The researchers found that 20 percent of the 2,570 participants without a history of diagnosed fibroids reported a new fibroid diagnosis during follow-up. Risk varied based on category of hypertension treatment, with an increased risk seen for participants with untreated hypertension versus those with no hypertension (hazard ratio, 1.19; 95 percent confidence interval, 0.91 to 1.57) and a reduced risk for those with treated hypertension (hazard ratio, 0.80; 95 percent confidence interval, 0.56 to 1.15). The risk for newly diagnosed fibroids was lower among eligible participants with hypertension taking antihypertensive treatment (hazard ratio, 0.63; 95 percent confidence interval, 0.38 to 1.05).

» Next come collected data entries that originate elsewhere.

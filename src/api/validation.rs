//! Input validation for API requests.
//!
//! For collecting multiple validation errors and returning them as an
//! ApiError, use the `ValidationErrorBuilder` from the `error` module.

use lazy_static::lazy_static;
use regex::Regex;

lazy_static! {
    /// Regex for validating usernames (alphanumeric with dots, dashes,
    /// underscores; 3-32 chars, starting with a letter or digit)
    static ref USERNAME_REGEX: Regex = Regex::new(
        r"^[a-zA-Z0-9][a-zA-Z0-9._-]{2,31}$"
    ).unwrap();

    /// Regex for a plausible email shape; real verification is out of scope
    static ref EMAIL_REGEX: Regex = Regex::new(
        r"^[^@\s]+@[^@\s]+\.[^@\s]+$"
    ).unwrap();
}

/// Validate a username
pub fn validate_username(username: &str) -> Result<(), String> {
    if username.is_empty() {
        return Err("Username is required".to_string());
    }

    if !USERNAME_REGEX.is_match(username) {
        return Err(
            "Username must be 3-32 characters: letters, digits, dots, dashes, underscores"
                .to_string(),
        );
    }

    Ok(())
}

/// Validate an email address
pub fn validate_email(email: &str) -> Result<(), String> {
    if email.is_empty() {
        return Err("Email is required".to_string());
    }

    if email.len() > 254 || !EMAIL_REGEX.is_match(email) {
        return Err("Invalid email address".to_string());
    }

    Ok(())
}

/// Validate a required free-text field
pub fn validate_required(value: &str, label: &str) -> Result<(), String> {
    if value.trim().is_empty() {
        return Err(format!("{label} is required"));
    }
    Ok(())
}

#[cfg(test)]
mod tests {
    use super::*;

    #[test]
    fn accepts_normal_usernames() {
        assert!(validate_username("alice").is_ok());
        assert!(validate_username("j.doe-42").is_ok());
        assert!(validate_username("0x_ray").is_ok());
    }

    #[test]
    fn rejects_bad_usernames() {
        assert!(validate_username("").is_err());
        assert!(validate_username("ab").is_err());
        assert!(validate_username("-leading").is_err());
        assert!(validate_username("has space").is_err());
        assert!(validate_username(&"x".repeat(40)).is_err());
    }

    #[test]
    fn email_shape_check() {
        assert!(validate_email("a@b.co").is_ok());
        assert!(validate_email("").is_err());
        assert!(validate_email("not-an-email").is_err());
        assert!(validate_email("two@@ats.com").is_err());
    }

    #[test]
    fn required_fields() {
        assert!(validate_required("x", "First name").is_ok());
        assert_eq!(
            validate_required("  ", "First name").unwrap_err(),
            "First name is required"
        );
    }
}
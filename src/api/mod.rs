mod auth;
mod dashboard;
pub mod error;
mod profile;
mod recordings;
mod reports;
mod users;
mod validation;

use axum::{
    extract::DefaultBodyLimit,
    middleware,
    routing::{delete, get, post, put},
    Router,
};
use std::sync::Arc;
use tower_http::trace::TraceLayer;

use crate::auth::csrf_middleware;
use crate::AppState;

pub fn create_router(state: Arc<AppState>) -> Router {
    // Auth routes (public; a login carries no session yet, so no CSRF)
    let auth_routes = Router::new().route("/login", post(auth::login));

    // Protected API routes. Guard order: the Identity extractor authenticates,
    // handlers apply role/ownership guards, and the CSRF middleware checks
    // state-changing submissions before any of them run.
    let api_routes = Router::new()
        // Session
        .route("/auth/logout", post(auth::logout))
        .route("/auth/session", get(auth::session))
        // Dashboard
        .route("/dashboard", get(dashboard::stats))
        // Recordings
        .route("/recordings", get(recordings::list_recordings))
        .route(
            "/recordings",
            post(recordings::upload_recording).layer(DefaultBodyLimit::max(
                state.config.uploads.max_upload_bytes() as usize + 64 * 1024,
            )),
        )
        .route("/recordings/:id", get(recordings::get_recording))
        .route("/recordings/:id", delete(recordings::delete_recording))
        // Reports
        .route("/reports", get(reports::list_reports))
        .route("/reports/:id", get(reports::get_report))
        // Own profile
        .route("/profile", get(profile::get_profile))
        .route("/profile", put(profile::update_profile))
        .route("/profile/password", post(profile::change_password))
        // User management
        .route("/users", get(users::list_users))
        .route("/users", post(users::create_user))
        .route("/users/:id", put(users::update_user))
        .layer(middleware::from_fn_with_state(
            state.clone(),
            csrf_middleware,
        ));

    Router::new()
        .route("/health", get(health_check))
        .nest("/api/auth", auth_routes)
        .nest("/api", api_routes)
        .layer(TraceLayer::new_for_http())
        .with_state(state)
}

async fn health_check() -> &'static str {
    "OK"
}

#[cfg(test)]
mod tests {
    use super::*;
    use crate::auth::{self, CSRF_HEADER, SESSION_COOKIE};
    use crate::config::Config;
    use crate::db::{self, CreateUserRequest, Role};
    use axum::body::Body;
    use axum::http::{header, Request, StatusCode};
    use tower::ServiceExt;

    /// Router with one logged-in user; returns the raw session token and the
    /// session's CSRF token.
    async fn test_app() -> (Router, String, String) {
        let pool = db::init_in_memory().await.unwrap();
        let req = CreateUserRequest {
            username: "alice".to_string(),
            email: "alice@example.com".to_string(),
            password: "hunter22".to_string(),
            role: Role::User,
            first_name: "Alice".to_string(),
            last_name: "Ngo".to_string(),
            department: "Ops".to_string(),
        };
        let hash = auth::hash_password("hunter22").unwrap();
        db::create_user(&pool, "u1", &req, &hash).await.unwrap();
        let user = db::get_user_by_id(&pool, "u1").await.unwrap().unwrap();
        let (token, session) = auth::create_session(&pool, &user, 24).await.unwrap();

        let state = Arc::new(crate::AppState::new(Config::default(), pool));
        (create_router(state), token, session.csrf_token)
    }

    fn request(method: &str, uri: &str, session: &str, csrf: Option<&str>) -> Request<Body> {
        let mut builder = Request::builder()
            .method(method)
            .uri(uri)
            .header(header::COOKIE, format!("{SESSION_COOKIE}={session}"));
        if let Some(token) = csrf {
            builder = builder.header(CSRF_HEADER, token);
        }
        builder.body(Body::empty()).unwrap()
    }

    async fn error_code(response: axum::response::Response) -> String {
        let bytes = axum::body::to_bytes(response.into_body(), usize::MAX)
            .await
            .unwrap();
        let value: serde_json::Value = serde_json::from_slice(&bytes).unwrap();
        value["error"]["code"].as_str().unwrap_or_default().to_string()
    }

    #[tokio::test]
    async fn mutating_requests_without_a_valid_csrf_token_are_rejected() {
        let (app, session, csrf) = test_app().await;

        // No token at all
        let response = app
            .clone()
            .oneshot(request("POST", "/api/auth/logout", &session, None))
            .await
            .unwrap();
        assert_eq!(response.status(), StatusCode::BAD_REQUEST);
        assert_eq!(error_code(response).await, "invalid_request");

        // A single altered character
        let mut altered = csrf.clone();
        altered.pop();
        altered.push('!');
        let response = app
            .clone()
            .oneshot(request("PUT", "/api/profile", &session, Some(&altered)))
            .await
            .unwrap();
        assert_eq!(response.status(), StatusCode::BAD_REQUEST);
        assert_eq!(error_code(response).await, "invalid_request");

        // An empty token
        let response = app
            .clone()
            .oneshot(request("DELETE", "/api/recordings/r1", &session, Some("")))
            .await
            .unwrap();
        assert_eq!(response.status(), StatusCode::BAD_REQUEST);
        assert_eq!(error_code(response).await, "invalid_request");
    }

    #[tokio::test]
    async fn read_requests_pass_without_a_csrf_token() {
        let (app, session, _csrf) = test_app().await;

        let response = app
            .oneshot(request("GET", "/api/auth/session", &session, None))
            .await
            .unwrap();
        assert_eq!(response.status(), StatusCode::OK);
    }

    #[tokio::test]
    async fn the_session_token_passes_its_own_csrf_check() {
        let (app, session, csrf) = test_app().await;

        let response = app
            .oneshot(request("POST", "/api/auth/logout", &session, Some(&csrf)))
            .await
            .unwrap();
        assert_eq!(response.status(), StatusCode::OK);
    }

    #[tokio::test]
    async fn mutating_requests_without_a_session_are_unauthenticated() {
        let (app, _session, _csrf) = test_app().await;

        let response = app
            .oneshot(
                Request::builder()
                    .method("POST")
                    .uri("/api/auth/logout")
                    .body(Body::empty())
                    .unwrap(),
            )
            .await
            .unwrap();
        assert_eq!(response.status(), StatusCode::UNAUTHORIZED);
        assert_eq!(error_code(response).await, "unauthenticated");
    }
}
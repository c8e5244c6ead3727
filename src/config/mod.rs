use anyhow::{Context, Result};
use serde::Deserialize;
use std::path::{Path, PathBuf};
use tracing::info;

#[derive(Debug, Clone, Default, Deserialize)]
pub struct Config {
    #[serde(default)]
    pub server: ServerConfig,
    #[serde(default)]
    pub auth: AuthConfig,
    #[serde(default)]
    pub uploads: UploadConfig,
    #[serde(default)]
    pub logging: LoggingConfig,
}

#[derive(Debug, Clone, Deserialize)]
pub struct ServerConfig {
    #[serde(default = "default_host")]
    pub host: String,
    #[serde(default = "default_port")]
    pub port: u16,
    #[serde(default = "default_data_dir")]
    pub data_dir: PathBuf,
}

impl Default for ServerConfig {
    fn default() -> Self {
        Self {
            host: default_host(),
            port: default_port(),
            data_dir: default_data_dir(),
        }
    }
}

fn default_host() -> String {
    "0.0.0.0".to_string()
}

fn default_port() -> u16 {
    8080
}

fn default_data_dir() -> PathBuf {
    PathBuf::from("./data")
}

#[derive(Debug, Clone, Deserialize)]
pub struct AuthConfig {
    #[serde(default = "default_admin_username")]
    pub admin_username: String,
    #[serde(default = "default_admin_email")]
    pub admin_email: String,
    #[serde(default = "default_admin_password")]
    pub admin_password: String,
    /// Session lifetime in hours
    #[serde(default = "default_session_ttl_hours")]
    pub session_ttl_hours: i64,
    /// Minimum accepted password length. The historical default of 6 is weak;
    /// deployments should raise it.
    #[serde(default = "default_min_password_length")]
    pub min_password_length: usize,
}

impl Default for AuthConfig {
    fn default() -> Self {
        Self {
            admin_username: default_admin_username(),
            admin_email: default_admin_email(),
            admin_password: default_admin_password(),
            session_ttl_hours: default_session_ttl_hours(),
            min_password_length: default_min_password_length(),
        }
    }
}

fn default_admin_username() -> String {
    "admin".to_string()
}

fn default_admin_email() -> String {
    "admin@callscope.local".to_string()
}

fn default_admin_password() -> String {
    // Random per boot if not configured; only used the first time the admin
    // account is seeded
    uuid::Uuid::new_v4().to_string()
}

fn default_session_ttl_hours() -> i64 {
    24
}

fn default_min_password_length() -> usize {
    6
}

#[derive(Debug, Clone, Deserialize)]
pub struct UploadConfig {
    /// Upload directory, relative to data_dir unless absolute
    #[serde(default = "default_upload_dir")]
    pub upload_dir: PathBuf,
    /// Maximum upload size in megabytes
    #[serde(default = "default_max_upload_mb")]
    pub max_upload_mb: u64,
}

impl Default for UploadConfig {
    fn default() -> Self {
        Self {
            upload_dir: default_upload_dir(),
            max_upload_mb: default_max_upload_mb(),
        }
    }
}

impl UploadConfig {
    pub fn dir(&self, data_dir: &Path) -> PathBuf {
        if self.upload_dir.is_absolute() {
            self.upload_dir.clone()
        } else {
            data_dir.join(&self.upload_dir)
        }
    }

    pub fn max_upload_bytes(&self) -> u64 {
        self.max_upload_mb * 1024 * 1024
    }
}

fn default_upload_dir() -> PathBuf {
    PathBuf::from("uploads")
}

fn default_max_upload_mb() -> u64 {
    100
}

#[derive(Debug, Clone, Deserialize)]
pub struct LoggingConfig {
    #[serde(default = "default_log_level")]
    pub level: String,
}

impl Default for LoggingConfig {
    fn default() -> Self {
        Self {
            level: default_log_level(),
        }
    }
}

fn default_log_level() -> String {
    "info".to_string()
}

impl Config {
    pub fn load(path: &Path) -> Result<Self> {
        if path.exists() {
            info!("Loading configuration from {}", path.display());
            let content = std::fs::read_to_string(path)
                .with_context(|| format!("Failed to read config file: {}", path.display()))?;
            let config: Config = toml::from_str(&content)
                .with_context(|| "Failed to parse configuration file")?;
            Ok(config)
        } else {
            info!("No config file found, using defaults");
            Ok(Config::default())
        }
    }
}

#[cfg(test)]
mod tests {
    use super::*;

    #[test]
    fn defaults_are_sane() {
        let config = Config::default();
        assert_eq!(config.server.port, 8080);
        assert_eq!(config.auth.min_password_length, 6);
        assert_eq!(config.uploads.max_upload_mb, 100);
        assert_eq!(config.logging.level, "info");
    }

    #[test]
    fn upload_dir_resolves_relative_to_data_dir() {
        let config = UploadConfig::default();
        let dir = config.dir(Path::new("/var/lib/callscope"));
        assert_eq!(dir, PathBuf::from("/var/lib/callscope/uploads"));
    }

    #[test]
    fn parses_partial_config() {
        let config: Config = toml::from_str(
            r#"
            [auth]
            min_password_length = 12
            session_ttl_hours = 8
            "#,
        )
        .unwrap();
        assert_eq!(config.auth.min_password_length, 12);
        assert_eq!(config.auth.session_ttl_hours, 8);
        assert_eq!(config.server.host, "0.0.0.0");
    }
}
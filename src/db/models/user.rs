//! User and session models, plus the user-store queries.

use serde::{Deserialize, Serialize};
use sqlx::{FromRow, SqlitePool};

/// Closed set of user roles. Guards match on explicit allow-sets, never on a
/// rank comparison.
#[derive(Debug, Clone, Copy, PartialEq, Eq, Serialize, Deserialize, sqlx::Type)]
#[serde(rename_all = "lowercase")]
#[sqlx(rename_all = "lowercase")]
pub enum Role {
    Admin,
    Supervisor,
    User,
    Client,
}

impl Role {
    pub fn as_str(&self) -> &'static str {
        match self {
            Role::Admin => "admin",
            Role::Supervisor => "supervisor",
            Role::User => "user",
            Role::Client => "client",
        }
    }

    /// Admins and supervisors bypass per-record ownership restrictions.
    pub fn is_elevated(&self) -> bool {
        matches!(self, Role::Admin | Role::Supervisor)
    }

    pub const ALL: [Role; 4] = [Role::Admin, Role::Supervisor, Role::User, Role::Client];
}

impl std::str::FromStr for Role {
    type Err = String;

    fn from_str(s: &str) -> Result<Self, Self::Err> {
        match s {
            "admin" => Ok(Role::Admin),
            "supervisor" => Ok(Role::Supervisor),
            "user" => Ok(Role::User),
            "client" => Ok(Role::Client),
            other => Err(format!("unknown role: {other}")),
        }
    }
}

impl std::fmt::Display for Role {
    fn fmt(&self, f: &mut std::fmt::Formatter<'_>) -> std::fmt::Result {
        f.write_str(self.as_str())
    }
}

/// Account status. Only active accounts may authenticate.
#[derive(Debug, Clone, Copy, PartialEq, Eq, Serialize, Deserialize, sqlx::Type)]
#[serde(rename_all = "lowercase")]
#[sqlx(rename_all = "lowercase")]
pub enum UserStatus {
    Active,
    Inactive,
}

#[derive(Debug, Clone, Serialize, Deserialize, FromRow)]
pub struct User {
    pub id: String,
    pub username: String,
    pub email: String,
    pub password_hash: String,
    pub role: Role,
    pub first_name: String,
    pub last_name: String,
    pub department: String,
    pub status: UserStatus,
    pub created_at: String,
    pub updated_at: String,
}

/// User shape returned by the API; never includes the password hash.
#[derive(Debug, Clone, Serialize, Deserialize)]
pub struct UserResponse {
    pub id: String,
    pub username: String,
    pub email: String,
    pub role: Role,
    pub first_name: String,
    pub last_name: String,
    pub department: String,
    pub status: UserStatus,
}

impl From<User> for UserResponse {
    fn from(user: User) -> Self {
        Self {
            id: user.id,
            username: user.username,
            email: user.email,
            role: user.role,
            first_name: user.first_name,
            last_name: user.last_name,
            department: user.department,
            status: user.status,
        }
    }
}

/// Server-side session record. The browser holds only the raw token; the
/// stored value is its SHA-256 hash. The identity snapshot mirrors what the
/// login flow captured, and the name fields are refreshed by profile updates.
#[derive(Debug, Clone, Serialize, Deserialize, FromRow)]
pub struct Session {
    pub id: String,
    pub user_id: String,
    pub token_hash: String,
    pub csrf_token: String,
    pub username: String,
    pub role: Role,
    pub first_name: String,
    pub last_name: String,
    pub expires_at: String,
    pub created_at: String,
}

#[derive(Debug, Deserialize)]
pub struct LoginRequest {
    pub username: String,
    pub password: String,
}

#[derive(Debug, Serialize)]
pub struct LoginResponse {
    pub user: UserResponse,
    pub csrf_token: String,
}

#[derive(Debug, Deserialize)]
pub struct CreateUserRequest {
    pub username: String,
    pub email: String,
    pub password: String,
    pub role: Role,
    #[serde(default)]
    pub first_name: String,
    #[serde(default)]
    pub last_name: String,
    #[serde(default)]
    pub department: String,
}

#[derive(Debug, Deserialize)]
pub struct UpdateUserRequest {
    pub first_name: String,
    pub last_name: String,
    pub department: String,
    pub role: Role,
}

#[derive(Debug, Deserialize)]
pub struct UpdateProfileRequest {
    pub first_name: String,
    pub last_name: String,
    pub email: String,
    #[serde(default)]
    pub department: String,
}

#[derive(Debug, Deserialize)]
pub struct ChangePasswordRequest {
    pub current_password: String,
    pub new_password: String,
    pub confirm_password: String,
}

// -------------------------------------------------------------------------
// User store queries
// -------------------------------------------------------------------------

pub async fn get_user_by_username(
    pool: &SqlitePool,
    username: &str,
) -> Result<Option<User>, sqlx::Error> {
    sqlx::query_as("SELECT * FROM users WHERE username = ?")
        .bind(username)
        .fetch_optional(pool)
        .await
}

pub async fn get_user_by_id(pool: &SqlitePool, id: &str) -> Result<Option<User>, sqlx::Error> {
    sqlx::query_as("SELECT * FROM users WHERE id = ?")
        .bind(id)
        .fetch_optional(pool)
        .await
}

pub async fn list_users_by_role(pool: &SqlitePool, role: Role) -> Result<Vec<User>, sqlx::Error> {
    sqlx::query_as("SELECT * FROM users WHERE role = ? ORDER BY created_at DESC")
        .bind(role)
        .fetch_all(pool)
        .await
}

pub async fn username_exists(pool: &SqlitePool, username: &str) -> Result<bool, sqlx::Error> {
    let row: Option<(String,)> = sqlx::query_as("SELECT id FROM users WHERE username = ?")
        .bind(username)
        .fetch_optional(pool)
        .await?;
    Ok(row.is_some())
}

/// Insert a new user row. The UNIQUE constraint on username is the real
/// uniqueness guarantee; any pre-check is advisory only.
pub async fn create_user(
    pool: &SqlitePool,
    id: &str,
    req: &CreateUserRequest,
    password_hash: &str,
) -> Result<(), sqlx::Error> {
    sqlx::query(
        "INSERT INTO users (id, username, email, password_hash, role, first_name, last_name, department)
         VALUES (?, ?, ?, ?, ?, ?, ?, ?)",
    )
    .bind(id)
    .bind(&req.username)
    .bind(&req.email)
    .bind(password_hash)
    .bind(req.role)
    .bind(&req.first_name)
    .bind(&req.last_name)
    .bind(&req.department)
    .execute(pool)
    .await?;
    Ok(())
}

pub async fn update_user_profile(
    pool: &SqlitePool,
    id: &str,
    first_name: &str,
    last_name: &str,
    email: &str,
    department: &str,
) -> Result<(), sqlx::Error> {
    sqlx::query(
        "UPDATE users SET first_name = ?, last_name = ?, email = ?, department = ?,
         updated_at = datetime('now') WHERE id = ?",
    )
    .bind(first_name)
    .bind(last_name)
    .bind(email)
    .bind(department)
    .bind(id)
    .execute(pool)
    .await?;
    Ok(())
}

pub async fn update_user_role(pool: &SqlitePool, id: &str, role: Role) -> Result<(), sqlx::Error> {
    sqlx::query("UPDATE users SET role = ?, updated_at = datetime('now') WHERE id = ?")
        .bind(role)
        .bind(id)
        .execute(pool)
        .await?;
    Ok(())
}

pub async fn update_user_password(
    pool: &SqlitePool,
    id: &str,
    password_hash: &str,
) -> Result<(), sqlx::Error> {
    sqlx::query("UPDATE users SET password_hash = ?, updated_at = datetime('now') WHERE id = ?")
        .bind(password_hash)
        .bind(id)
        .execute(pool)
        .await?;
    Ok(())
}

#[cfg(test)]
mod tests {
    use super::*;

    #[test]
    fn role_round_trips_through_str() {
        for role in Role::ALL {
            assert_eq!(role.as_str().parse::<Role>().unwrap(), role);
        }
        assert!("root".parse::<Role>().is_err());
    }

    #[test]
    fn only_admin_and_supervisor_are_elevated() {
        assert!(Role::Admin.is_elevated());
        assert!(Role::Supervisor.is_elevated());
        assert!(!Role::User.is_elevated());
        assert!(!Role::Client.is_elevated());
    }

    #[test]
    fn user_response_drops_password_hash() {
        let serialized = serde_json::to_string(&UserResponse {
            id: "u1".into(),
            username: "alice".into(),
            email: "alice@example.com".into(),
            role: Role::User,
            first_name: "Alice".into(),
            last_name: "Reed".into(),
            department: "Support".into(),
            status: UserStatus::Active,
        })
        .unwrap();
        assert!(!serialized.contains("password"));
        assert!(serialized.contains("\"role\":\"user\""));
    }
}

Participants with new-onset hypertension had an increased risk for newly diagnosed fibroids compared with never-hypertensive patients (hazard ratio, 1.45; 95 percent confidence interval, 0.96 to 2.20). No associations were seen for anthropometric factors or blood biomarkers with fibroid risk.
“Investigation into mechanisms and health implications is warranted; if the associations are causal, antihypertensive medication use where indicated may present an opportunity to prevent clinically apparent fibroid development at this high-risk life stage,” the authors write.
Several authors disclosed ties to the biopharmaceutical industry.
What are fibroids?
Fibroids are the most common benign (noncancerous) tumors of the female reproductive system. They can vary greatly in size, ranging from microscopic to growths exceeding several centimeters. Fibroids can occur as single masses or in clusters, and their location within the uterus can influence symptoms. They can develop within the uterine wall, inside the uterine cavity, or project outwards from the uterus.
Many women with fibroids experience no symptoms at all. However, when symptoms do occur, they can significantly impact the quality of life. Common symptoms include:
- Heavy or prolonged menstrual bleeding
- Pelvic pain or pressure
- Frequent urination or difficulty emptying the bladder
- Pain during intercourse
- Back pain or leg pain
- Difficulty getting pregnant
Fibroids and Black women
The reasons for the increased risk of fibroids in Black women are complex and not fully understood. Here are some potential contributing factors:
- Genetic predisposition likely plays a role, with certain gene variations being more common in Black women.
- Fibroids are influenced by estrogen and progesterone. Black women tend to have higher lifetime exposure to these hormones due to factors like earlier menstruation and later menopause.
- Vitamin D may have a protective role against fibroids. Research suggests Black women may have lower vitamin D levels on average.
- Stress, environmental exposures, and access to health care may contribute to the disparity. Systemic inequities and social determinants of health can place Black women at a disadvantage.
Black women experience a greater burden of fibroids compared to other racial/ethnic groups. They are:
- More likely to develop fibroids: Studies show Black women have up to three times the risk of developing fibroids compared to white women.
- Diagnosed at younger ages: Fibroids often appear earlier in life for Black women, potentially leading to longer exposure to symptoms.
- Experience more severe symptoms: Black women tend to have larger, more numerous fibroids, resulting in more severe bleeding, pain, and other debilitating symptoms.
- Face disparities in treatment: Black women are less likely to receive appropriate treatment for fibroids, possibly due to implicit bias, lack of access to specialists, or socioeconomic factors.
Fibroids are a significant health concern for women, especially Black women who experience a disproportionate burden. Understanding the increased risk factors and addressing potential connections between fibroids and hypertension is crucial for better management.